Gunmen in a convoy of three dark-colored GMC sport-utility vehicles opened fire on a taxi north of downtown Kirkuk, killing two men.

by Jonathan FinerThe Washington Post
February 9th, 2006

BAGHDAD, Feb. 8 -- Private security workers under contract with the State Department shot and killed two Iraqi civilians Tuesday in the restive northern city of Kirkuk, police, U.S. officials and relatives of the dead said Wednesday.

Gunmen in a convoy of three dark-colored GMC sport-utility vehicles opened fire on a taxi north of downtown Kirkuk, killing two men, both ethnic Kurds, Capt. Honer Ahmed of the Kirkuk police said.

"Contract security personnel employed by the Department of State were involved in an aggressive vehicle incident on Feb. 7 in Rahimawa neighborhood of Kirkuk," the U.S. Embassy said in a statement. "Two civilians died and one was injured. We've launched an investigation and it is ongoing."

The embassy would not name the security company.

Maj. Gen. Sherko Shakir, the Kirkuk police chief, said U.S. forces took the contractors into custody for interrogation.

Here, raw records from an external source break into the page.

//! In-process grid.
//!
//! All nodes of a `LocalCluster` share one storage backend, one membership
//! view and one transport. Each connected node signals liveness every
//! heartbeat interval; a background sweep suspects and then expels nodes
//! that stop doing so.

use super::{Grid, GridConnector, GridNode, GridTransport, NodeEndpoint, NodeResponse};
use crate::compute::GridCompute;
use crate::compute::protocol::{WorkerReply, WorkerRequest};
use crate::compute::registry::TaskRegistry;
use crate::config::GridConfig;
use crate::error::{GridError, GridResult};
use crate::membership::service::MembershipService;
use crate::membership::types::{NodeAddress, NodeState};
use crate::storage::GridStorage;

use async_trait::async_trait;
use dashmap::DashMap;
use std::sync::{Arc, Mutex};
use tokio::task::JoinHandle;

// ============================================================
// TRANSPORT
// ============================================================

pub struct LocalTransport {
    endpoints: DashMap<NodeAddress, Arc<dyn NodeEndpoint>>,
    membership: Arc<MembershipService>,
}

impl LocalTransport {
    pub fn new(membership: Arc<MembershipService>) -> Arc<Self> {
        Arc::new(Self {
            endpoints: DashMap::new(),
            membership,
        })
    }

    pub fn is_bound(&self, address: &NodeAddress) -> bool {
        self.endpoints.contains_key(address)
    }
}

#[async_trait]
impl GridTransport for LocalTransport {
    fn bind(&self, address: &NodeAddress, endpoint: Arc<dyn NodeEndpoint>) {
        tracing::debug!("Binding endpoint for {}", address);
        self.endpoints.insert(address.clone(), endpoint);
    }

    fn unbind(&self, address: &NodeAddress) {
        if self.endpoints.remove(address).is_some() {
            tracing::debug!("Unbound endpoint for {}", address);
        }
    }

    async fn send(
        &self,
        from: &NodeAddress,
        to: &NodeAddress,
        request: WorkerRequest,
    ) -> NodeResponse<WorkerReply> {
        match self.membership.state_of(to) {
            None | Some(NodeState::Dead) => return NodeResponse::Unreachable,
            Some(NodeState::Suspect) => return NodeResponse::Suspected,
            Some(NodeState::Alive) => {}
        }

        let Some(endpoint) = self.endpoints.get(to).map(|e| e.value().clone()) else {
            return NodeResponse::Unreachable;
        };

        let name = request.name();
        match endpoint.handle(from, request).await {
            Ok(reply) => NodeResponse::Received(reply),
            Err(e) => {
                tracing::debug!("{} on {} failed: {:#}", name, to, e);
                NodeResponse::Failed(format!("{:#}", e))
            }
        }
    }
}

// ============================================================
// GRID
// ============================================================

struct ClusterShared {
    config: GridConfig,
    storage: GridStorage,
    membership: Arc<MembershipService>,
    transport: Arc<LocalTransport>,
    registry: Arc<TaskRegistry>,
}

/// One node of a [`LocalCluster`].
pub struct LocalGrid {
    address: NodeAddress,
    shared: Arc<ClusterShared>,
    liveness: Mutex<Option<JoinHandle<()>>>,
}

impl LocalGrid {
    fn start_liveness(&self) {
        let membership = self.shared.membership.clone();
        let address = self.address.clone();
        let interval = self.shared.config.heartbeat_interval();

        let handle = tokio::spawn(async move {
            let mut ticker = tokio::time::interval(interval);
            loop {
                ticker.tick().await;
                if !membership.touch(&address) {
                    tracing::info!("Node {} is no longer a grid member", address);
                    break;
                }
            }
        });

        if let Ok(mut slot) = self.liveness.lock()
            && let Some(previous) = slot.replace(handle)
        {
            previous.abort();
        }
    }

    /// Stops signalling and answering without leaving the view, the way a
    /// crashed process would look to its peers.
    fn halt(&self) {
        if let Ok(mut slot) = self.liveness.lock()
            && let Some(handle) = slot.take()
        {
            handle.abort();
        }
        self.shared.transport.unbind(&self.address);
    }
}

impl Grid for LocalGrid {
    fn node_address(&self) -> &NodeAddress {
        &self.address
    }

    fn config(&self) -> &GridConfig {
        &self.shared.config
    }

    fn storage(&self) -> &GridStorage {
        &self.shared.storage
    }

    fn transport(&self) -> Arc<dyn GridTransport> {
        self.shared.transport.clone()
    }

    fn grid_members(&self) -> Vec<NodeAddress> {
        self.shared.membership.view_addresses()
    }

    fn coord_address(&self) -> Option<NodeAddress> {
        self.shared.membership.coordinator()
    }

    fn close(&self) {
        self.halt();
        self.shared.membership.leave(&self.address);
    }
}

impl Drop for LocalGrid {
    fn drop(&mut self) {
        if let Ok(mut slot) = self.liveness.lock()
            && let Some(handle) = slot.take()
        {
            handle.abort();
        }
    }
}

// ============================================================
// CLUSTER
// ============================================================

/// In-process grid connector. Must be created inside a tokio runtime.
pub struct LocalCluster {
    shared: Arc<ClusterShared>,
    nodes: DashMap<NodeAddress, Arc<LocalGrid>>,
    detector: JoinHandle<()>,
}

impl LocalCluster {
    pub fn new(config: GridConfig) -> Arc<Self> {
        Self::with_storage(config, GridStorage::in_memory())
    }

    pub fn with_storage(config: GridConfig, storage: GridStorage) -> Arc<Self> {
        let membership = MembershipService::new(config.node_timeout());
        let transport = LocalTransport::new(membership.clone());
        let detector = membership
            .clone()
            .start_failure_detection(config.heartbeat_interval());

        tracing::info!(
            "Local grid '{}' ready (node timeout {:?}, heartbeat {:?})",
            config.grid_name,
            config.node_timeout(),
            config.heartbeat_interval()
        );

        Arc::new(Self {
            shared: Arc::new(ClusterShared {
                config,
                storage,
                membership,
                transport,
                registry: TaskRegistry::new(),
            }),
            nodes: DashMap::new(),
            detector,
        })
    }

    pub fn config(&self) -> &GridConfig {
        &self.shared.config
    }

    pub fn storage(&self) -> &GridStorage {
        &self.shared.storage
    }

    pub fn membership(&self) -> &Arc<MembershipService> {
        &self.shared.membership
    }

    pub fn transport(&self) -> &Arc<LocalTransport> {
        &self.shared.transport
    }

    /// Task kinds shared by every node of this cluster.
    pub fn registry(&self) -> &Arc<TaskRegistry> {
        &self.shared.registry
    }

    /// Simulates a crash: the node stops answering and signalling but stays
    /// in the view until the failure detector expels it.
    pub fn crash(&self, address: &NodeAddress) -> bool {
        match self.nodes.remove(address) {
            Some((_, grid)) => {
                tracing::warn!("Crashing node {}", address);
                grid.halt();
                true
            }
            None => false,
        }
    }
}

impl Drop for LocalCluster {
    fn drop(&mut self) {
        self.detector.abort();
    }
}

#[async_trait]
impl GridConnector for LocalCluster {
    async fn connect(&self, node_name: &str) -> GridResult<GridNode> {
        let address = NodeAddress::new(node_name);
        if self.nodes.contains_key(&address) && self.shared.transport.is_bound(&address) {
            return Err(GridError::Internal(format!(
                "node {} is already connected",
                address
            )));
        }

        let grid = Arc::new(LocalGrid {
            address: address.clone(),
            shared: self.shared.clone(),
            liveness: Mutex::new(None),
        });
        let compute = GridCompute::new(grid.clone(), self.shared.registry.clone())?;

        self.shared.transport.bind(&address, compute.worker().clone());
        self.shared.membership.join(&address);
        grid.start_liveness();
        self.nodes.insert(address.clone(), grid.clone());

        tracing::info!("Node {} connected to grid '{}'", address, self.shared.config.grid_name);
        Ok(GridNode::new(grid, compute))
    }
}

In an e-mailed response to written questions, Maj. Jeffrey Allen, a spokesman for the Army's 101st Airborne Division, which is responsible for security in the city, wrote that U.S. soldiers "met with local police officials to reassure them that they will be standing by to support the State Department and contractor's investigations, and will continue to work with the Iraqi Police and other Iraqi Security Forces to improve the overall security situation in the region."

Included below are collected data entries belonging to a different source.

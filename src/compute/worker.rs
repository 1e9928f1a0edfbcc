//! Node Worker
//!
//! Runs the tasks dispatched to this node and answers the coordinator's
//! progress queries.
//!
//! ## Responsibilities
//! - **Execution**: spawns each started task, optionally inside a storage
//!   transaction whose storage replaces the one in the task context, and records `Completed`/`Failed` when it ends. A task that is
//!   already running or done on this node is not started twice.
//! - **Heartbeats**: while a task runs, a sidecar refreshes its progress every
//!   heartbeat interval and persists it to the `workersTaskProgress` store.
//! - **Signals**: keeps stop requests, the grid progress published by the
//!   coordinator and pipeline completion/stop flags for local waiters.

use super::dispatcher::WorkDispatcher;
use super::protocol::{WorkerReply, WorkerRequest};
use super::registry::TaskRegistry;
use super::task::{GridTask, TaskContext};
use super::task_store::TaskStore;
use super::types::{RunOptions, TaskExecutionResult, TaskProgress, TaskState};
use crate::error::GridError;
use crate::grid::{Grid, NodeEndpoint};
use crate::membership::types::NodeAddress;
use crate::storage::memory::panic_message;
use crate::util::now_ms;

use async_trait::async_trait;
use dashmap::mapref::entry::Entry;
use dashmap::{DashMap, DashSet};
use std::sync::atomic::{AtomicU64, Ordering};
use std::sync::{Arc, Weak};
use tokio::sync::watch;

/// Progress of one local run. `run_id` tells runs of the same task apart so
/// a run whose status was cleared cannot write it back.
struct LocalRun {
    run_id: u64,
    progress: TaskProgress,
}

pub struct Worker {
    me: Weak<Worker>,
    grid: Arc<dyn Grid>,
    dispatcher: Arc<WorkDispatcher>,
    registry: Arc<TaskRegistry>,
    store: TaskStore,
    next_run_id: AtomicU64,
    local_runs: DashMap<String, LocalRun>,
    grid_progress: DashMap<String, TaskProgress>,
    stop_signals: DashMap<String, watch::Sender<bool>>,
    pipelines_done: DashMap<String, Option<TaskExecutionResult>>,
    pipeline_stops: DashSet<String>,
}

impl Worker {
    pub fn new(
        grid: Arc<dyn Grid>,
        dispatcher: Arc<WorkDispatcher>,
        registry: Arc<TaskRegistry>,
        store: TaskStore,
    ) -> Arc<Self> {
        Arc::new_cyclic(|me| Self {
            me: me.clone(),
            grid,
            dispatcher,
            registry,
            store,
            next_run_id: AtomicU64::new(1),
            local_runs: DashMap::new(),
            grid_progress: DashMap::new(),
            stop_signals: DashMap::new(),
            pipelines_done: DashMap::new(),
            pipeline_stops: DashSet::new(),
        })
    }

    fn address(&self) -> &NodeAddress {
        self.grid.node_address()
    }

    fn stop_receiver(&self, task_id: &str) -> watch::Receiver<bool> {
        self.stop_signals
            .entry(task_id.to_string())
            .or_insert_with(|| watch::channel(false).0)
            .subscribe()
    }

    fn persist(&self, task_id: &str, progress: &TaskProgress) {
        if let Err(e) = self.store.save_node_progress(task_id, self.address(), progress) {
            tracing::warn!("Could not persist progress of task {}: {}", task_id, e);
        }
    }

    // ============================================================
    // TASK EXECUTION
    // ============================================================

    /// Starts `task` on this node unless it is already running or done here.
    /// Returns whether it was started.
    pub fn start_node_task(self: &Arc<Self>, task: Arc<dyn GridTask>, options: RunOptions) -> bool {
        let task_id = task.id().to_string();
        let run_id = self.next_run_id.fetch_add(1, Ordering::SeqCst);
        let running = TaskProgress::now(Some(TaskExecutionResult::running()));

        match self.local_runs.entry(task_id.clone()) {
            Entry::Occupied(mut entry) => {
                if let Some(state) = entry.get().progress.state()
                    && (state.is_running() || state.is_terminal())
                {
                    tracing::debug!(
                        "Task {} already {:?} on node {}, not starting it again",
                        task_id,
                        state,
                        self.address()
                    );
                    return false;
                }
                entry.insert(LocalRun {
                    run_id,
                    progress: running.clone(),
                });
            }
            Entry::Vacant(entry) => {
                entry.insert(LocalRun {
                    run_id,
                    progress: running.clone(),
                });
            }
        }
        self.persist(&task_id, &running);

        let ctx = TaskContext::new(
            &task_id,
            self.grid.clone(),
            self.dispatcher.clone(),
            self.stop_receiver(&task_id),
        );

        tracing::info!(
            "Node {} starting task {} (atomic: {})",
            self.address(),
            task_id,
            options.atomic
        );

        let heartbeat = self.spawn_heartbeat(&task_id, run_id);
        let worker = self.clone();
        tokio::spawn(async move {
            let status = worker.execute(task, options, ctx).await;
            heartbeat.abort();
            worker.finish(&task_id, run_id, status);
        });

        true
    }

    async fn execute(
        &self,
        task: Arc<dyn GridTask>,
        options: RunOptions,
        ctx: TaskContext,
    ) -> TaskExecutionResult {
        let outcome = if options.atomic {
            let storage = self.grid.storage().clone();
            tokio::spawn(async move {
                storage
                    .run_in_transaction_async(|tx| {
                        let task = task.clone();
                        let ctx = ctx.with_storage(tx);
                        async move { task.run(&ctx).await }
                    })
                    .await
                    .map_err(|e| match e {
                        GridError::Transaction(inner) => inner,
                        other => anyhow::Error::new(other),
                    })
            })
            .await
        } else {
            tokio::spawn(async move { task.run(&ctx).await }).await
        };

        match outcome {
            Ok(Ok(value)) => TaskExecutionResult::completed(value),
            Ok(Err(e)) => TaskExecutionResult::failed(format!("{:#}", e)),
            Err(e) if e.is_panic() => TaskExecutionResult::failed(format!(
                "Task panicked: {}",
                panic_message(e.into_panic().as_ref())
            )),
            Err(e) => TaskExecutionResult::failed(format!("Task aborted: {}", e)),
        }
    }

    fn finish(&self, task_id: &str, run_id: u64, status: TaskExecutionResult) {
        match status.state {
            TaskState::Failed => tracing::warn!(
                "Task {} failed on node {}: {}",
                task_id,
                self.address(),
                status.error.as_deref().unwrap_or("unknown error")
            ),
            _ => tracing::info!("Task {} ended on node {} ({:?})", task_id, self.address(), status.state),
        }

        let progress = TaskProgress::now(Some(status));
        let recorded = match self.local_runs.get_mut(task_id) {
            Some(mut run) if run.run_id == run_id => {
                run.progress = progress.clone();
                true
            }
            _ => false,
        };

        if recorded {
            self.persist(task_id, &progress);
        } else {
            tracing::debug!("Status of task {} was cleared while it ran, dropping result", task_id);
        }
    }

    /// Refreshes the heartbeat of a running task every heartbeat interval.
    ///
    /// Stops on its own once the run is no longer `Running` or was cleared.
    fn spawn_heartbeat(self: &Arc<Self>, task_id: &str, run_id: u64) -> tokio::task::JoinHandle<()> {
        let worker = self.clone();
        let task_id = task_id.to_string();
        let interval = self.grid.config().heartbeat_interval();

        tokio::spawn(async move {
            let mut ticker = tokio::time::interval(interval);
            ticker.tick().await;

            loop {
                ticker.tick().await;

                let progress = match worker.local_runs.get_mut(&task_id) {
                    Some(mut run)
                        if run.run_id == run_id
                            && run.progress.state() == Some(TaskState::Running) =>
                    {
                        run.progress.last_heartbeat = now_ms();
                        run.progress.clone()
                    }
                    _ => {
                        tracing::trace!("Task {} no longer needs heartbeats", task_id);
                        break;
                    }
                };

                worker.persist(&task_id, &progress);
            }
        })
    }

    // ============================================================
    // PROGRESS & SIGNALS
    // ============================================================

    /// Local progress of a task. Unknown tasks report no status with a fresh
    /// heartbeat.
    pub fn get_node_task_progress(&self, task_id: &str) -> TaskProgress {
        self.local_runs
            .get(task_id)
            .map(|run| run.progress.clone())
            .unwrap_or_else(|| TaskProgress::now(None))
    }

    pub fn set_grid_task_progress(&self, task_id: &str, progress: TaskProgress) {
        self.grid_progress.insert(task_id.to_string(), progress);
    }

    /// Latest grid-level progress published by the coordinator.
    pub fn get_grid_task_progress(&self, task_id: &str) -> Option<TaskProgress> {
        self.grid_progress.get(task_id).map(|p| p.clone())
    }

    pub(crate) fn take_grid_task_progress(&self, task_id: &str) -> Option<TaskProgress> {
        self.grid_progress.remove(task_id).map(|(_, p)| p)
    }

    pub fn stop_node_task(&self, task_id: &str) {
        tracing::info!("Stop requested for task {} on node {}", task_id, self.address());
        self.stop_signals
            .entry(task_id.to_string())
            .or_insert_with(|| watch::channel(false).0)
            .send_replace(true);
    }

    pub fn is_node_task_stop_requested(&self, task_id: &str) -> bool {
        self.stop_signals
            .get(task_id)
            .map(|signal| *signal.borrow())
            .unwrap_or(false)
    }

    /// Forgets the local status and stop flag of a task so it can run again.
    pub fn clear_task_status(&self, task_id: &str) {
        self.local_runs.remove(task_id);
        self.stop_signals.remove(task_id);
        if let Err(e) = self.store.remove_node_progress(task_id, self.address()) {
            tracing::warn!("Could not remove persisted progress of task {}: {}", task_id, e);
        }
        tracing::debug!("Cleared status of task {} on node {}", task_id, self.address());
    }

    pub fn set_pipeline_done(&self, pipeline_id: &str, result: Option<TaskExecutionResult>) {
        self.pipelines_done.insert(pipeline_id.to_string(), result);
    }

    /// Consumes the completion signal of a pipeline. The outer `Option` is
    /// `None` while the pipeline is not done.
    pub fn take_pipeline_done(&self, pipeline_id: &str) -> Option<Option<TaskExecutionResult>> {
        self.pipelines_done.remove(pipeline_id).map(|(_, r)| r)
    }

    pub fn request_pipeline_stop(&self, pipeline_id: &str) {
        tracing::info!("Stop requested for pipeline {} on node {}", pipeline_id, self.address());
        self.pipeline_stops.insert(pipeline_id.to_string());
    }

    pub fn is_pipeline_stop_requested(&self, pipeline_id: &str) -> bool {
        self.pipeline_stops.contains(pipeline_id)
    }

    pub fn clear_pipeline_stop(&self, pipeline_id: &str) {
        self.pipeline_stops.remove(pipeline_id);
    }
}

#[async_trait]
impl NodeEndpoint for Worker {
    async fn handle(
        &self,
        from: &NodeAddress,
        request: WorkerRequest,
    ) -> anyhow::Result<WorkerReply> {
        tracing::trace!("{} from {} on {}", request.name(), from, self.address());

        let reply = match request {
            WorkerRequest::StartTask { task, options } => {
                let worker = self
                    .me
                    .upgrade()
                    .ok_or_else(|| anyhow::anyhow!("worker is shutting down"))?;
                let task = self.registry.resolve(&task)?;
                WorkerReply::Started(worker.start_node_task(task, options))
            }
            WorkerRequest::StopTask { task_id } => {
                self.stop_node_task(&task_id);
                WorkerReply::Ack
            }
            WorkerRequest::GetProgress { task_id } => {
                WorkerReply::Progress(self.get_node_task_progress(&task_id))
            }
            WorkerRequest::SetGridProgress { task_id, progress } => {
                self.set_grid_task_progress(&task_id, progress);
                WorkerReply::Ack
            }
            WorkerRequest::ClearTaskStatus { task_id } => {
                self.clear_task_status(&task_id);
                WorkerReply::Ack
            }
            WorkerRequest::SetPipelineDone {
                pipeline_id,
                result,
            } => {
                self.set_pipeline_done(&pipeline_id, result);
                WorkerReply::Ack
            }
            WorkerRequest::StopPipeline { pipeline_id } => {
                self.request_pipeline_stop(&pipeline_id);
                WorkerReply::Ack
            }
        };
        Ok(reply)
    }
}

Iraqi government officials and U.S. commanders have condemned what they have termed indiscriminate and unpunished shootings of Iraqi civilians by some of the estimated 25,000 private security contractors operating throughout the country.

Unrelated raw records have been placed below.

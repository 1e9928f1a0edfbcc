use super::coordinator::TaskCoordinator;
use super::dispatcher::WorkDispatcher;
use super::pipeline::{GridPipeline, PipelineCoordinator};
use super::registry::TaskRegistry;
use super::task::GridTask;
use super::task_store::TaskStore;
use super::types::{RunOptions, TaskExecutionResult, TaskState};
use super::worker::Worker;
use crate::error::GridResult;
use crate::grid::Grid;

use std::sync::Arc;

/// Entry point of the compute layer for one node.
///
/// Every node of a grid calls the same operations; the coordinator does the
/// work and the other nodes wait for its outcome.
pub struct GridCompute {
    grid: Arc<dyn Grid>,
    registry: Arc<TaskRegistry>,
    store: TaskStore,
    dispatcher: Arc<WorkDispatcher>,
    worker: Arc<Worker>,
    coordinator: Arc<TaskCoordinator>,
    pipelines: Arc<PipelineCoordinator>,
}

impl GridCompute {
    pub fn new(grid: Arc<dyn Grid>, registry: Arc<TaskRegistry>) -> GridResult<Arc<Self>> {
        let store = TaskStore::open(grid.storage())?;
        let dispatcher = WorkDispatcher::new(grid.clone());
        let worker = Worker::new(
            grid.clone(),
            dispatcher.clone(),
            registry.clone(),
            store.clone(),
        );
        let coordinator = TaskCoordinator::new(
            grid.clone(),
            dispatcher.clone(),
            worker.clone(),
            registry.clone(),
            store.clone(),
        );
        let pipelines = PipelineCoordinator::new(
            grid.clone(),
            dispatcher.clone(),
            worker.clone(),
            coordinator.clone(),
        )?;

        Ok(Arc::new(Self {
            grid,
            registry,
            store,
            dispatcher,
            worker,
            coordinator,
            pipelines,
        }))
    }

    pub fn grid(&self) -> &Arc<dyn Grid> {
        &self.grid
    }

    /// This node's worker, which answers the coordinator's requests.
    pub fn worker(&self) -> &Arc<Worker> {
        &self.worker
    }

    pub fn dispatcher(&self) -> &Arc<WorkDispatcher> {
        &self.dispatcher
    }

    pub fn registry(&self) -> &Arc<TaskRegistry> {
        &self.registry
    }

    pub async fn execute_task(&self, task: Arc<dyn GridTask>) -> GridResult<TaskExecutionResult> {
        self.execute_task_with(task, RunOptions::default()).await
    }

    pub async fn execute_task_with(
        &self,
        task: Arc<dyn GridTask>,
        options: RunOptions,
    ) -> GridResult<TaskExecutionResult> {
        self.coordinator.execute_task(task, options).await
    }

    /// Builds the registered task of `kind` for `task_id` and runs it.
    pub async fn run_task(
        &self,
        kind: &str,
        task_id: &str,
        options: RunOptions,
    ) -> GridResult<TaskExecutionResult> {
        let task = self.registry.create(kind, task_id)?;
        self.execute_task_with(task, options).await
    }

    pub async fn stop_task(&self, task_id: &str) {
        self.coordinator.stop_task(task_id).await;
    }

    /// Last state the coordinator persisted for `task_id`.
    pub fn task_state(&self, task_id: &str) -> GridResult<Option<TaskState>> {
        self.store.state(task_id)
    }

    /// Final result of the last completed run of `task_id`.
    pub fn terminated_result(&self, task_id: &str) -> GridResult<Option<TaskExecutionResult>> {
        self.store.terminated(task_id)
    }

    pub async fn execute_pipeline(
        &self,
        pipeline: &GridPipeline,
    ) -> GridResult<Option<TaskExecutionResult>> {
        self.pipelines.execute_pipeline(pipeline).await
    }

    pub async fn stop_pipeline(&self, pipeline_id: &str) -> GridResult<()> {
        self.pipelines.stop_pipeline(pipeline_id).await
    }

    pub fn active_stage_index(&self, pipeline_id: &str) -> GridResult<i64> {
        self.pipelines.active_stage_index(pipeline_id)
    }
}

Late last year, video footage that appeared to show contractors opening fire on civilian vehicles surfaced on an Internet site that claims to be independently operated by former employees of a London-based security company, Aegis Specialist Risk Management, which has a $293 million contract with the U.S. government.

The video prompted investigations by the company and the military, the results of which have not been announced.

A U.S. military official said at the time that the identities of those responsible would be difficult to determine because no faces could be seen and voices were largely muffled.

But the same site that posted the initial videos -- http://www.aegisiraq.co.uk, -- has since posted what it says are unedited versions, complete with audible dialogue.

In one segment, shot through the rear window of a vehicle, men can be heard joking about wounds caused to an Iraqi driver.

As a car approaches, a voice says, "He's not stopping." Machine-gun fire erupts, peppering the oncoming car's hood and windshield. The car veers to the right and stops, and a man steps out, with his hand pressed to his head.

The dialogue continues:

"Well, I know the guy's okay," a man says, followed by hearty laughter.

"Man, that's comical. I've not seen that before," says another voice, amid more laughter.

"I think the glass cut him. . . . He's holding his ear."

In Kirkuk, a diverse and oil-rich city rife with tension among Iraq's main religious and ethnic factions, relatives of Khalid Mahmoud Nadir, an elderly taxi driver killed in Tuesday's shooting, vowed to avenge his death. They did not appear to distinguish between U.S. troops and the contractors, who many Iraqis say resemble foreign soldiers.

"We don't want any compensation from the Americans," said Nadir's brother, Nidham. "I swear to God that I will take revenge for my brother, even if I have to blow up myself for my brother whom they killed. He was a simple man who lived on the taxi income and was the breadwinner of his five-member family."

"They did not even stop to take him to the hospital," Nidham added. "This is their new democracy, and this is the freedom they brought."

"They hate the Muslims and feel that every Muslim is a terrorist," said Nadir's sister, Razqiya, 34. "We know very well that they do not respect the Iraqi people."

Special correspondents Bassam Sebti and K.I. Ibrahim contributed to this report.